Nobody gives a tinker's damn what the day one results were from the Tavistock Cup, but many are rightfully outraged by an event wide wardrobe malfunction.
Sadly, we're not referring specifically to today's stripey team getups that went to the trouble to pay homage to each player's specific brand sponsors, but to a wardrobe policy that jumped the shark when they started naming their own colors.
A week ago Stephanie Wei reported that those in attendance at the Tavistock Cup would be asked to purchase / wear team colors. Not just any shade of blue or red would do mind you, you'd have to be adorned in the exact Isleworth Red or Lake Nona Blue pantones.
Someone call the Tavistock Wardrobe Police - Ian Poulter's (#10?) FootJoy Icons aren't Lake Nona Blue! (Photo by David Cannon/Getty Images North America)If that weren't enough, now comes the story that the wardrobe policy extends to members of the fifth estate, as brought to our attention by Golf Digest writer Ron Sirak, who rightfully thumbed his nose at the Tavistock Cup upon arrival.

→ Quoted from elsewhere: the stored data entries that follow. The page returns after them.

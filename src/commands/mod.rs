pub mod check_header;
pub mod process;

pub use check_header::{CheckHeaderArgs, handle_check_header};
pub use process::{ProcessArgs, handle_process};
use chrono::{DateTime, FixedOffset, NaiveDate};
use std::fmt;

use crate::flags::ValidityFlags;

/// One screened aircraft position report, in physical units
#[derive(Debug, Clone, PartialEq)]
pub struct Waypoint {
    /// 1-based line number in the input file
    pub source_line: u64,
    /// ICAO 24-bit address as logged (hex string)
    pub aircraft_id: String,
    pub time: DateTime<FixedOffset>,
    /// Decimal degrees
    pub lat: f64,
    /// Decimal degrees
    pub lon: f64,
    /// Metres
    pub altitude: f64,
    /// Degrees
    pub heading: f64,
    pub horizontal_velocity: f64,
    pub vertical_velocity: f64,
    /// Seconds since the transponder last refreshed this report
    pub tslc: i64,
    /// 0 = pressure altitude, when the logger reports it
    pub alt_type: Option<i64>,
    pub flags: ValidityFlags,
}

impl Waypoint {
    /// Calendar date of the report in the source clock's zone
    pub fn date(&self) -> NaiveDate {
        self.time.date_naive()
    }

    /// Identity used for duplicate detection: time, aircraft and position
    pub fn duplicate_key(&self) -> (i64, u32, &str, [u64; 4]) {
        (
            self.time.timestamp(),
            self.time.timestamp_subsec_nanos(),
            self.aircraft_id.as_str(),
            self.position_bits(),
        )
    }

    /// Exact bit patterns of lat, lon, altitude and heading
    pub fn position_bits(&self) -> [u64; 4] {
        [
            self.lat.to_bits(),
            self.lon.to_bits(),
            self.altitude.to_bits(),
            self.heading.to_bits(),
        ]
    }
}

/// `<aircraft>_<run>_<YYYYMMDD>` flight identifier
#[derive(Debug, Clone, PartialEq, Eq, Hash, PartialOrd, Ord)]
pub struct FlightId {
    pub aircraft_id: String,
    /// Per-aircraft run counter, starting at 1
    pub sequence: u32,
    pub date: NaiveDate,
}

impl FlightId {
    pub fn new(aircraft_id: impl Into<String>, sequence: u32, date: NaiveDate) -> Self {
        Self {
            aircraft_id: aircraft_id.into(),
            sequence,
            date,
        }
    }
}

impl fmt::Display for FlightId {
    fn fmt(&self, f: &mut fmt::Formatter<'_>) -> fmt::Result {
        write!(
            f,
            "{}_{}_{}",
            self.aircraft_id,
            self.sequence,
            self.date.format("%Y%m%d")
        )
    }
}
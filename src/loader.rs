//! Tab-separated logger file reader.
//!
//! Produces one [`RawRecord`] per well-formed data line. Lines with the wrong
//! number of cells and embedded re-header lines (concatenated log files) are
//! dropped and counted; only a missing header aborts the file.

use csv::{ByteRecord, ReaderBuilder};
use serde::Serialize;
use std::fs::File;
use std::io::{BufReader, Read};
use std::path::Path;
use tracing::{debug, info, warn};

use crate::error::{HeaderError, PipelineError, Result};
use crate::schema::{FieldLayout, Schema, TIME_HEADERS};

/// Cell values of one data line, before any decoding or coercion
#[derive(Debug, Clone, PartialEq, Eq)]
pub struct RawFields {
    /// 1-based line number in the input file
    pub source_line: u64,
    pub time: String,
    pub aircraft_id: String,
    pub lat: String,
    pub lon: String,
    pub altitude: String,
    pub heading: String,
    pub hor_velocity: String,
    pub ver_velocity: String,
    pub tslc: String,
    pub alt_type: Option<String>,
}

/// A data line still carrying its packed validity column
#[derive(Debug, Clone, PartialEq, Eq)]
pub struct RawRecord {
    pub fields: RawFields,
    pub valid_flags: String,
}

#[derive(Debug, Clone, Copy, Default, PartialEq, Eq, Serialize)]
pub struct LoadStats {
    /// Non-blank data lines after the header
    pub data_lines: usize,
    pub records: usize,
    pub malformed_lines: usize,
    pub embedded_headers: usize,
}

#[derive(Debug, Clone)]
pub struct RawTable {
    pub schema: Schema,
    pub records: Vec<RawRecord>,
    pub stats: LoadStats,
}

fn tsv_reader<R: Read>(reader: R) -> csv::Reader<R> {
    ReaderBuilder::new()
        .delimiter(b'\t')
        .has_headers(false)
        .flexible(true)
        .quoting(false)
        .from_reader(reader)
}

fn is_blank(record: &ByteRecord) -> bool {
    record.iter().all(|cell| cell.iter().all(u8::is_ascii_whitespace))
}

fn record_line(record: &ByteRecord, fallback: u64) -> u64 {
    record.position().map(|p| p.line()).unwrap_or(fallback)
}

fn utf8_cells(record: &ByteRecord) -> Option<Vec<&str>> {
    record
        .iter()
        .map(|cell| std::str::from_utf8(cell).ok())
        .collect()
}

fn build_record(cells: &[&str], layout: &FieldLayout, source_line: u64) -> RawRecord {
    let cell = |i: usize| cells[i].trim().to_string();
    RawRecord {
        fields: RawFields {
            source_line,
            time: cell(layout.time),
            aircraft_id: cell(layout.aircraft_id),
            lat: cell(layout.lat),
            lon: cell(layout.lon),
            altitude: cell(layout.altitude),
            heading: cell(layout.heading),
            hor_velocity: cell(layout.hor_velocity),
            ver_velocity: cell(layout.ver_velocity),
            tslc: cell(layout.tslc),
            alt_type: layout.alt_type.map(cell),
        },
        valid_flags: cell(layout.valid_flags),
    }
}

/// Read the header and every data line of a logger file
pub fn load_records<R: Read>(reader: R, input_name: &str) -> Result<RawTable> {
    let mut csv = tsv_reader(reader);
    let mut records = csv.byte_records();

    let header = loop {
        match records.next() {
            Some(record) => {
                let record = record?;
                if !is_blank(&record) {
                    break record;
                }
            }
            None => {
                return Err(PipelineError::header(input_name, HeaderError::Empty));
            }
        }
    };

    let header_cells: Vec<String> = header
        .iter()
        .map(|cell| String::from_utf8_lossy(cell).into_owned())
        .collect();
    let schema =
        Schema::normalize(&header_cells).map_err(|e| PipelineError::header(input_name, e))?;
    let layout = schema.layout().map_err(|e| PipelineError::header(input_name, e))?;

    if !schema.renamed.is_empty() {
        debug!("{}: renamed columns {:?}", input_name, schema.renamed);
    }

    let mut stats = LoadStats::default();
    let mut out = Vec::new();
    let mut last_line = record_line(&header, 1);

    for record in records {
        let record = record?;
        let line = record_line(&record, last_line + 1);
        last_line = line;

        if is_blank(&record) {
            continue;
        }
        stats.data_lines += 1;

        let Some(cells) = utf8_cells(&record) else {
            warn!("{}: line {} is not valid UTF-8, skipping", input_name, line);
            stats.malformed_lines += 1;
            continue;
        };

        if TIME_HEADERS.contains(&cells[0].trim()) {
            debug!("{}: embedded header at line {}, skipping", input_name, line);
            stats.embedded_headers += 1;
            continue;
        }

        if cells.len() != layout.width {
            warn!(
                "{}: line {} has {} fields, expected {}; skipping",
                input_name,
                line,
                cells.len(),
                layout.width
            );
            stats.malformed_lines += 1;
            continue;
        }

        out.push(build_record(&cells, &layout, line));
    }

    stats.records = out.len();
    info!(
        "{}: loaded {} records ({} malformed lines, {} embedded headers dropped)",
        input_name, stats.records, stats.malformed_lines, stats.embedded_headers
    );

    Ok(RawTable {
        schema,
        records: out,
        stats,
    })
}

/// Open and load a logger file from disk
pub fn load_file(path: &Path) -> Result<RawTable> {
    let file = File::open(path)?;
    load_records(BufReader::new(file), &path.display().to_string())
}

/// Normalise only the header line of a file, without reading any data.
///
/// Also accepts files written by this crate; their header carries `TIME`.
pub fn check_header(path: &Path) -> Result<Schema> {
    let input_name = path.display().to_string();
    let file = File::open(path)?;
    let mut csv = tsv_or_csv_reader(BufReader::new(file), path);

    for record in csv.byte_records() {
        let record = record?;
        if is_blank(&record) {
            continue;
        }
        let cells: Vec<String> = record
            .iter()
            .map(|cell| String::from_utf8_lossy(cell).into_owned())
            .collect();
        return Schema::normalize(&cells).map_err(|e| PipelineError::header(&input_name, e));
    }

    Err(PipelineError::header(input_name, HeaderError::Empty))
}

fn tsv_or_csv_reader<R: Read>(reader: R, path: &Path) -> csv::Reader<R> {
    let is_csv = path
        .extension()
        .and_then(|ext| ext.to_str())
        .is_some_and(|ext| ext.eq_ignore_ascii_case("csv"));
    if is_csv {
        ReaderBuilder::new()
            .has_headers(false)
            .flexible(true)
            .from_reader(reader)
    } else {
        tsv_reader(reader)
    }
}

#[cfg(test)]
mod tests {
    use super::*;

    const HEADER: &str = "TIME\tICAO_address\tlat\tlon\taltitude\theading\thor_velocity\tver_velocity\tcallsign\tsquawk\ttslc\tvalidFlags";

    fn line(time: i64, icao: &str) -> String {
        format!("{time}\t{icao}\t194000000\t-1552000000\t1500000\t9000\t12000\t-500\tN123\t1200\t1\t1FF")
    }

    #[test]
    fn test_load_simple_file() {
        let input = format!("{HEADER}\n{}\n{}\n", line(100, "A1B2C3"), line(101, "A1B2C3"));
        let table = load_records(input.as_bytes(), "test.tsv").unwrap();

        assert_eq!(table.records.len(), 2);
        assert_eq!(table.stats.data_lines, 2);
        let first = &table.records[0];
        assert_eq!(first.fields.time, "100");
        assert_eq!(first.fields.aircraft_id, "A1B2C3");
        assert_eq!(first.fields.lat, "194000000");
        assert_eq!(first.fields.tslc, "1");
        assert_eq!(first.fields.alt_type, None);
        assert_eq!(first.valid_flags, "1FF");
        assert_eq!(first.fields.source_line, 2);
    }

    #[test]
    fn test_embedded_headers_are_dropped() {
        let input = format!(
            "{HEADER}\n{}\n{HEADER}\n{}\n{}\n",
            line(100, "A1B2C3"),
            line(200, "A1B2C3"),
            HEADER.replacen("TIME", "timestamp", 1)
        );
        let table = load_records(input.as_bytes(), "concat.tsv").unwrap();

        assert_eq!(table.records.len(), 2);
        assert_eq!(table.stats.embedded_headers, 2);
        assert_eq!(table.records[1].fields.source_line, 4);
    }

    #[test]
    fn test_wrong_column_count_is_dropped() {
        let input = format!(
            "{HEADER}\n{}\n100\tA1B2C3\t1\n{}\textra\n{}\n",
            line(100, "A1B2C3"),
            line(101, "A1B2C3"),
            line(102, "A1B2C3")
        );
        let table = load_records(input.as_bytes(), "bad.tsv").unwrap();

        assert_eq!(table.records.len(), 2);
        assert_eq!(table.stats.malformed_lines, 2);
    }

    #[test]
    fn test_blank_lines_are_skipped() {
        let input = format!("\n{HEADER}\n\n{}\n\n", line(100, "A1B2C3"));
        let table = load_records(input.as_bytes(), "blank.tsv").unwrap();
        assert_eq!(table.records.len(), 1);
        assert_eq!(table.stats.malformed_lines, 0);
    }

    #[test]
    fn test_missing_header_is_fatal() {
        let input = format!("{}\n{}\n", line(100, "A1B2C3"), line(101, "A1B2C3"));
        let err = load_records(input.as_bytes(), "noheader.tsv").unwrap_err();
        assert!(err.is_header_error());
        assert!(err.to_string().contains("noheader.tsv"));
    }

    #[test]
    fn test_empty_input_is_fatal() {
        let err = load_records("".as_bytes(), "empty.tsv").unwrap_err();
        assert!(err.is_header_error());
    }

    #[test]
    fn test_legacy_header_with_alt_type() {
        let input = "timestamp\tICAO_address\tlat\tlon\taltitude\theading\thor_velocity\tver_velocity\ttslc\tvalid_flags\talt_type\n\
                     100\tABCDEF\t1\t2\t3\t4\t5\t6\t1\t3\t0\n";
        let table = load_records(input.as_bytes(), "legacy.tsv").unwrap();
        assert_eq!(table.records.len(), 1);
        assert_eq!(table.records[0].fields.alt_type.as_deref(), Some("0"));
        assert_eq!(table.records[0].valid_flags, "3");
    }
}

While Chapeau Noir is all for adhering to the traditions of golf when it comes to dress codes, it's completely out of bounds to ask any fan, much less a member of the media to wear one of two 'team' colors.
Is this Russia? This isn't Russia is it? Naah.
Chapeau Noir wonders if the wardrobe police at the Tavistock Cup fall within the demographic most likely to oppose this. You can't have it both ways, unless this isn't Russia. Then you can.